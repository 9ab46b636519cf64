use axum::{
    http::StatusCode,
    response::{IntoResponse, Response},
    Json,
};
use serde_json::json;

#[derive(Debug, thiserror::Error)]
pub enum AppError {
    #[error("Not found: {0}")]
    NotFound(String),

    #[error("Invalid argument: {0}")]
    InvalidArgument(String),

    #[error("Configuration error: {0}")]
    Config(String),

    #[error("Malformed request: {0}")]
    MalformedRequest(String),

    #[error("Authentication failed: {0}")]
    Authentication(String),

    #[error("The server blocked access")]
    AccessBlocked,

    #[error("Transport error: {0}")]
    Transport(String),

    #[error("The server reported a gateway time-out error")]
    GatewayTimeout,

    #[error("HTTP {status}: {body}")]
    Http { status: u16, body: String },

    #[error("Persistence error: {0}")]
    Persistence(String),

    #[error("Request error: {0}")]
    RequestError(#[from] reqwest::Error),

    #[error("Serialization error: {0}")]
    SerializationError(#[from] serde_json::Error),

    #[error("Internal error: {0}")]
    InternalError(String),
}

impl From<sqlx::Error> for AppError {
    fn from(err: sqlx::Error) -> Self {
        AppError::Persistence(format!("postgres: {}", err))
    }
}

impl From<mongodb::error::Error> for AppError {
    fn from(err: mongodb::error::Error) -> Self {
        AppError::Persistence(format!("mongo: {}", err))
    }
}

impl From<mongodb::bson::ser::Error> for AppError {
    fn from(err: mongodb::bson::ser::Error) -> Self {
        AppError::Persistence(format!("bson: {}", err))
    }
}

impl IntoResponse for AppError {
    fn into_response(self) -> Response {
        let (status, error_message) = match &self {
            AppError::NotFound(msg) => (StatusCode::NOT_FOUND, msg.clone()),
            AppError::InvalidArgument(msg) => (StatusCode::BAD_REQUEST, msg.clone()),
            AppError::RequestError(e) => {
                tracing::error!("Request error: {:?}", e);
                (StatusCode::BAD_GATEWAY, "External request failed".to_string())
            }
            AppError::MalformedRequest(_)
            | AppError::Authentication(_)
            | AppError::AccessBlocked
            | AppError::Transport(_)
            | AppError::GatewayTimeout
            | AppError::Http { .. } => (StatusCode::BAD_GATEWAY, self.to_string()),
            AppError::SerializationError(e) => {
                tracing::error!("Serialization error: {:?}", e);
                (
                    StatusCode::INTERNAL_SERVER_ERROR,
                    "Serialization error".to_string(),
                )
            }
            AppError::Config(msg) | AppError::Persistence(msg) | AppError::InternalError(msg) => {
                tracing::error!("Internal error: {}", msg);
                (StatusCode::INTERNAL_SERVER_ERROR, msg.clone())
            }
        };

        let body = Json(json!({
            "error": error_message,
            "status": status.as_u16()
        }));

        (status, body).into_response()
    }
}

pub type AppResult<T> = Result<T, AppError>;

........

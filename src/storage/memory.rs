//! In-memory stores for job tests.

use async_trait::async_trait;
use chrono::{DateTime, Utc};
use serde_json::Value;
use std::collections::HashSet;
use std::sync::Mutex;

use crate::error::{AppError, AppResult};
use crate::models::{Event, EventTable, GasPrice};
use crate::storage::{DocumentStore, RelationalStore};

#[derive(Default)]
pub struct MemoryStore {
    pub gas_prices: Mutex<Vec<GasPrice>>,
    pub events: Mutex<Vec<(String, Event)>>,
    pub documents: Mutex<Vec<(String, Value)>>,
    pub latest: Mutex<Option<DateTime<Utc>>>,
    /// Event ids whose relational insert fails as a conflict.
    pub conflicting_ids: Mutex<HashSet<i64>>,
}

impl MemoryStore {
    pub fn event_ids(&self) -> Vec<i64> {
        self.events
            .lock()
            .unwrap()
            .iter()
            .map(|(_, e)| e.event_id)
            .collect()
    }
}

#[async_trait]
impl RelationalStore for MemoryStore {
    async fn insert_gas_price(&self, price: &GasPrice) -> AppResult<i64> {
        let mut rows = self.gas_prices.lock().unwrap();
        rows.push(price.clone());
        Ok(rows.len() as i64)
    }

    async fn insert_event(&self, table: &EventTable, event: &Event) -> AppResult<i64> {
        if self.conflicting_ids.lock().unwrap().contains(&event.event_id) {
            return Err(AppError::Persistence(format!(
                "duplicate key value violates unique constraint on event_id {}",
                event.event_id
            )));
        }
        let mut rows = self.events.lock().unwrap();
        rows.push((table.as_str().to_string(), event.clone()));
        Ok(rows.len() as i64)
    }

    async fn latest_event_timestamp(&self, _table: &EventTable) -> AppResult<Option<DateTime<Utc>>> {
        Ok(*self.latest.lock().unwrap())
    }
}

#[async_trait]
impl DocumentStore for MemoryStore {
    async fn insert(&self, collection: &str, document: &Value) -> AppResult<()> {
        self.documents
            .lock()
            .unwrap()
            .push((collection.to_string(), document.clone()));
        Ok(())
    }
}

........

## Prompt:
Whichever lines of the records above hold the word "InvalidArgument" should all be copied out.

## Your solution:
    InvalidArgument(String),
            AppError::InvalidArgument(msg) => (StatusCode::BAD_REQUEST, msg.clone()),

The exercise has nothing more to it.